In celebration of Ireland's YES vote, I thought I'd post a few pics of the beaver we've seen recently paddling along the shore here in Mimico. She seems to enjoy coming to munch on the tender greens on the little island near our apartment before heading back "home" near the park by the EYC.
I've been engaged in a 4-part book talk series this year, using the Educators' Equity Companion Guide, a small book that invites dialogue on a number of "isms" teachers face in schools and classrooms.
In preparation for the fourth and final part of our book talk, I asked participants to reflect on one or more questions from a list and send me their thoughts in writing. I took all the reflections and plugged them into wordle.net, to synthesize major themes, and was intrigued that the top word by far was "beliefs", closely followed by "students" and "think".

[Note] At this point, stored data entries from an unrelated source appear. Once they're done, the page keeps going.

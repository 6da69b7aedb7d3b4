use std::collections::{BTreeMap, HashMap};
use std::hash::Hash;

use super::disaster::{Country, DisasterRecord};

pub(crate) const ACTIVE_STATUS: &str = "alert";
pub(crate) const UNKNOWN_STATUS: &str = "Unknown";
pub(crate) const NOT_AVAILABLE: &str = "N/A";
pub(crate) const NO_RECENT_DISASTER: &str = "No recent disasters";
pub(crate) const TOP_COUNTRIES_LIMIT: usize = 10;

#[derive(Debug, Clone, PartialEq, Eq)]
pub(crate) struct DisasterStats {
    pub(crate) total: u64,
    pub(crate) active_count: u64,
    pub(crate) recent_disaster: RecentDisaster,
    pub(crate) common_type: String,
    pub(crate) common_count: u64,
    pub(crate) top_countries: Vec<CountryCount>,
    pub(crate) status_list: BTreeMap<String, u64>,
    pub(crate) disasters_overtime: Vec<MonthCount>,
    pub(crate) type_list: Vec<TypeCount>,
}

#[derive(Debug, Clone, PartialEq, Eq)]
pub(crate) struct RecentDisaster {
    pub(crate) id: Option<String>,
    pub(crate) name: String,
    pub(crate) category: String,
    pub(crate) country: String,
    pub(crate) status: String,
    pub(crate) date: String,
}

impl RecentDisaster {
    pub(crate) fn placeholder() -> Self {
        Self {
            id: None,
            name: NO_RECENT_DISASTER.to_string(),
            category: NOT_AVAILABLE.to_string(),
            country: NOT_AVAILABLE.to_string(),
            status: NOT_AVAILABLE.to_string(),
            date: NOT_AVAILABLE.to_string(),
        }
    }

    fn from_record(record: &DisasterRecord) -> Self {
        let country = record
            .country
            .as_ref()
            .and_then(|country| non_blank(&country.name).or_else(|| non_blank(&country.code)));

        Self {
            id: record.id.clone(),
            name: or_not_available(non_blank(&record.name)),
            category: or_not_available(non_blank(&record.category)),
            country: or_not_available(country),
            status: or_not_available(non_blank(&record.status)),
            date: or_not_available(non_blank(&record.created)),
        }
    }
}

#[derive(Debug, Clone, PartialEq, Eq)]
pub(crate) struct CountryCount {
    pub(crate) code: String,
    pub(crate) name: String,
    pub(crate) count: u64,
}

#[derive(Debug, Clone, PartialEq, Eq)]
pub(crate) struct MonthCount {
    pub(crate) month: String,
    pub(crate) count: u64,
}

#[derive(Debug, Clone, PartialEq, Eq)]
pub(crate) struct TypeCount {
    pub(crate) name: String,
    pub(crate) count: u64,
}

/// Reduces a window of records (newest first) into summary statistics.
///
/// Counts are derived from the window itself, so every figure in the snapshot
/// describes the same set of records.
pub(crate) fn compute_stats(records: &[DisasterRecord]) -> DisasterStats {
    let mut types = FrequencyTable::new();
    let mut countries = FrequencyTable::new();
    let mut statuses: BTreeMap<String, u64> = BTreeMap::new();
    let mut months: BTreeMap<String, u64> = BTreeMap::new();
    let mut active_count = 0;

    for record in records {
        if let Some(category) = non_blank(&record.category) {
            types.add(category);
        }

        if let Some(key) = record.country.as_ref().and_then(country_key) {
            countries.add(key);
        }

        let status = non_blank(&record.status).unwrap_or_else(|| UNKNOWN_STATUS.to_string());
        if status.eq_ignore_ascii_case(ACTIVE_STATUS) {
            active_count += 1;
        }
        *statuses.entry(status).or_insert(0) += 1;

        if let Some(month) = record.created.as_deref().and_then(month_bucket) {
            *months.entry(month).or_insert(0) += 1;
        }
    }

    let (common_type, common_count) = types
        .most_common()
        .map(|(name, count)| (name.clone(), count))
        .unwrap_or_else(|| (NOT_AVAILABLE.to_string(), 0));

    let top_countries = countries
        .into_ranked()
        .into_iter()
        .take(TOP_COUNTRIES_LIMIT)
        .map(|((code, name), count)| CountryCount { code, name, count })
        .collect();

    let recent_disaster = records
        .first()
        .map(RecentDisaster::from_record)
        .unwrap_or_else(RecentDisaster::placeholder);

    DisasterStats {
        total: records.len() as u64,
        active_count,
        recent_disaster,
        common_type,
        common_count,
        top_countries,
        status_list: statuses,
        disasters_overtime: months
            .into_iter()
            .map(|(month, count)| MonthCount { month, count })
            .collect(),
        type_list: types
            .into_ranked()
            .into_iter()
            .map(|(name, count)| TypeCount { name, count })
            .collect(),
    }
}

/// `YYYY-MM` from the first two hyphen-delimited components of a timestamp.
pub(crate) fn month_bucket(created: &str) -> Option<String> {
    let mut parts = created.trim().split('-');
    let year = parts.next()?;
    let month = parts.next()?;

    if year.len() != 4 || !year.bytes().all(|b| b.is_ascii_digit()) {
        return None;
    }
    if month.len() != 2 || !month.bytes().all(|b| b.is_ascii_digit()) {
        return None;
    }
    let month_number: u8 = month.parse().ok()?;
    if !(1..=12).contains(&month_number) {
        return None;
    }

    Some(format!("{year}-{month}"))
}

fn country_key(country: &Country) -> Option<(String, String)> {
    let code = non_blank(&country.code)?.to_uppercase();
    let name = non_blank(&country.name).unwrap_or_else(|| code.clone());
    Some((code, name))
}

fn non_blank(value: &Option<String>) -> Option<String> {
    value
        .as_deref()
        .map(str::trim)
        .filter(|value| !value.is_empty())
        .map(str::to_string)
}

fn or_not_available(value: Option<String>) -> String {
    value.unwrap_or_else(|| NOT_AVAILABLE.to_string())
}

/// Frequency counter that remembers first-seen order for tie-breaking.
struct FrequencyTable<K> {
    entries: Vec<(K, u64)>,
    index: HashMap<K, usize>,
}

impl<K: Eq + Hash + Clone> FrequencyTable<K> {
    fn new() -> Self {
        Self {
            entries: Vec::new(),
            index: HashMap::new(),
        }
    }

    fn add(&mut self, key: K) {
        if let Some(entry) = self
            .index
            .get(&key)
            .and_then(|&position| self.entries.get_mut(position))
        {
            entry.1 += 1;
            return;
        }
        self.index.insert(key.clone(), self.entries.len());
        self.entries.push((key, 1));
    }

    fn most_common(&self) -> Option<(&K, u64)> {
        let mut best: Option<(&K, u64)> = None;
        for (key, count) in &self.entries {
            if best.is_none_or(|(_, best_count)| *count > best_count) {
                best = Some((key, *count));
            }
        }
        best
    }

    /// Descending by count; the sort is stable so ties keep first-seen order.
    fn into_ranked(self) -> Vec<(K, u64)> {
        let mut entries = self.entries;
        entries.sort_by(|a, b| b.1.cmp(&a.1));
        entries
    }
}

#[cfg(test)]
mod tests {
    use super::{
        Country, DisasterRecord, NOT_AVAILABLE, RecentDisaster, TOP_COUNTRIES_LIMIT,
        UNKNOWN_STATUS, compute_stats, month_bucket,
    };

    fn record(
        category: Option<&str>,
        country: Option<(&str, &str)>,
        status: Option<&str>,
        created: Option<&str>,
    ) -> DisasterRecord {
        DisasterRecord {
            id: Some("1".to_string()),
            name: Some("Event".to_string()),
            category: category.map(str::to_string),
            country: country.map(|(code, name)| Country {
                code: Some(code.to_string()),
                name: Some(name.to_string()),
            }),
            status: status.map(str::to_string),
            created: created.map(str::to_string),
        }
    }

    #[test]
    fn empty_window_yields_placeholders() {
        let stats = compute_stats(&[]);

        assert_eq!(stats.total, 0);
        assert_eq!(stats.active_count, 0);
        assert_eq!(stats.recent_disaster, RecentDisaster::placeholder());
        assert_eq!(stats.common_type, NOT_AVAILABLE);
        assert_eq!(stats.common_count, 0);
        assert!(stats.top_countries.is_empty());
        assert!(stats.status_list.is_empty());
        assert!(stats.disasters_overtime.is_empty());
        assert!(stats.type_list.is_empty());
    }

    #[test]
    fn counts_total_and_alert_records() {
        let records = vec![
            record(Some("Flood"), None, Some("alert"), None),
            record(Some("Flood"), None, Some("current"), None),
            record(Some("Flood"), None, Some("Alert"), None),
            record(Some("Flood"), None, Some("past"), None),
        ];

        let stats = compute_stats(&records);
        assert_eq!(stats.total, 4);
        assert_eq!(stats.active_count, 2);
    }

    #[test]
    fn most_common_type_prefers_first_seen_on_tie() {
        let records = vec![
            record(Some("Earthquake"), None, None, None),
            record(Some("Flood"), None, None, None),
            record(Some("Flood"), None, None, None),
            record(Some("Earthquake"), None, None, None),
            record(None, None, None, None),
        ];

        let stats = compute_stats(&records);
        assert_eq!(stats.common_type, "Earthquake");
        assert_eq!(stats.common_count, 2);

        let names: Vec<_> = stats.type_list.iter().map(|t| t.name.as_str()).collect();
        assert_eq!(names, vec!["Earthquake", "Flood"]);
    }

    #[test]
    fn type_list_is_sorted_by_count() {
        let records = vec![
            record(Some("Epidemic"), None, None, None),
            record(Some("Flood"), None, None, None),
            record(Some("Flood"), None, None, None),
        ];

        let stats = compute_stats(&records);
        assert_eq!(stats.type_list[0].name, "Flood");
        assert_eq!(stats.type_list[0].count, 2);
        assert_eq!(stats.type_list[1].name, "Epidemic");
        assert_eq!(stats.common_type, "Flood");
    }

    #[test]
    fn top_countries_are_truncated_and_sorted() {
        let mut records = Vec::new();
        for i in 0..15u64 {
            let code = format!("c{i:02}");
            for _ in 0..=(i % 4) {
                records.push(record(None, Some((&code, "Somewhere")), None, None));
            }
        }
        records.push(record(None, None, None, None));

        let stats = compute_stats(&records);
        assert_eq!(stats.top_countries.len(), TOP_COUNTRIES_LIMIT);
        assert!(
            stats
                .top_countries
                .windows(2)
                .all(|pair| pair[0].count >= pair[1].count)
        );
        assert_eq!(stats.top_countries[0].code, "C03");
        assert_eq!(stats.top_countries[0].count, 4);
    }

    #[test]
    fn country_code_is_uppercased_and_name_defaults_to_code() {
        let records = vec![DisasterRecord {
            country: Some(Country {
                code: Some("phl".to_string()),
                name: None,
            }),
            ..Default::default()
        }];

        let stats = compute_stats(&records);
        assert_eq!(stats.top_countries.len(), 1);
        assert_eq!(stats.top_countries[0].code, "PHL");
        assert_eq!(stats.top_countries[0].name, "PHL");
    }

    #[test]
    fn missing_status_goes_to_unknown_bucket() {
        let records = vec![
            record(None, None, Some("past"), None),
            record(None, None, None, None),
            record(None, None, Some("  "), None),
        ];

        let stats = compute_stats(&records);
        assert_eq!(stats.status_list.get("past"), Some(&1));
        assert_eq!(stats.status_list.get(UNKNOWN_STATUS), Some(&2));
    }

    #[test]
    fn monthly_series_is_sorted_and_skips_malformed_dates() {
        let records = vec![
            record(None, None, None, Some("2024-03-15T00:00:00+00:00")),
            record(None, None, None, Some("2023-12-01T00:00:00+00:00")),
            record(None, None, None, Some("2024-03-02T10:00:00+00:00")),
            record(None, None, None, Some("not-a-date")),
            record(None, None, None, Some("2024")),
            record(None, None, None, None),
        ];

        let stats = compute_stats(&records);
        let months: Vec<_> = stats
            .disasters_overtime
            .iter()
            .map(|m| (m.month.as_str(), m.count))
            .collect();
        assert_eq!(months, vec![("2023-12", 1), ("2024-03", 2)]);

        let summed: u64 = stats.disasters_overtime.iter().map(|m| m.count).sum();
        assert_eq!(summed, 3);
    }

    #[test]
    fn month_bucket_rules() {
        assert_eq!(month_bucket("2024-07-01").as_deref(), Some("2024-07"));
        assert_eq!(month_bucket("2024-07").as_deref(), Some("2024-07"));
        assert_eq!(month_bucket("2024-13-01"), None);
        assert_eq!(month_bucket("24-07-01"), None);
        assert_eq!(month_bucket("2024-7-01"), None);
        assert_eq!(month_bucket(""), None);
    }

    #[test]
    fn recent_disaster_is_first_record_with_defaults() {
        let records = vec![
            DisasterRecord {
                id: Some("52001".to_string()),
                name: Some("Tropical Cyclone Test - Sep 2024".to_string()),
                category: Some("Tropical Cyclone".to_string()),
                country: Some(Country {
                    code: Some("phl".to_string()),
                    name: Some("Philippines".to_string()),
                }),
                status: None,
                created: Some("2024-09-01T00:00:00+00:00".to_string()),
            },
            record(Some("Flood"), None, Some("past"), Some("2024-08-01")),
        ];

        let stats = compute_stats(&records);
        let recent = stats.recent_disaster;
        assert_eq!(recent.id.as_deref(), Some("52001"));
        assert_eq!(recent.category, "Tropical Cyclone");
        assert_eq!(recent.country, "Philippines");
        assert_eq!(recent.status, NOT_AVAILABLE);
        assert_eq!(recent.date, "2024-09-01T00:00:00+00:00");
    }
}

Indeed, author and recently retired educator Karen Hume builds her model of differentiated instruction on the cornerstone of teacher beliefs and knowledge. Everything we do with and for students is founded on our beliefs about what students can do, and about who they are and what defines them.
Equal to "students", though, and only slightly smaller than "beliefs", was the word "think"!!
In these politically heated times, where our beliefs drive not only our instructional decisions but also the decisions of the families of the students we teach, we need to keep a cool head, and THINK about what we are doing and why it makes sense for our kids and our society.
Our beliefs may be the cornerstone of the whole operation, but the rest of the building needs solid building blocks grounded in research and logic... and kindness.
I am looking forward to sharing our final equity session together tomorrow at lunch.
Those who followed my flight blog for the three years it tool me to earn my pilot license know that I spend my summers on PEI, and that often my Saturday mornings out there are spent at a greasy spoon near YYG, where the local pilots meet for breakfast (and sometimes flying!!!) each week.
This past Sunday after church, Tats, Alex and I went to the Gay Pilots' Association brunch here in Toronto. It was a leetel different from the PEI event we are used to, hehe...
For starters, we were not the only women there!!! Secondly, we were not the only openly GAY people there!!! Thirdly, Tats was not the only commercial pilot there!!!
And there was live jazz music! And the food was edible!
My only complaint was that -- unlike many a Saturday on PEI -- we didn't get to go flying afterwards.
Alex had an excellent time, and asked afterwards, "Mommy, they're fun! When are we going to another Gay Pilot Breakfast?" No worries, kid, Dean's already got you signed up to work the booth at Pride this year, lol!
I spent today at the Ontario College of Teachers (OCT) building in downtown Toronto.
No, I was not getting written up in the blue pages!! I had been invited there to contribute to and hear ideas about an AQ course they are developing, on creating safe spaces for and teaching LGBTQ students. (It's the first Additional Qualifications course of its kind in the whole world, apparently!)
Tempted as I am to go off on a rampage about how I feel/felt about the OCT, and how that prejudice of mine was seriously challenged by today's extremely positive experience, or to write a long commentary about how incredible it felt to walk into a room filled with my professional colleagues where -- for once -- I was not in the minority, I will resist those temptations, and instead focus this blog post on perhaps the most life/career-altering part of the day for me: The introduction to "Open Space" facilitation format.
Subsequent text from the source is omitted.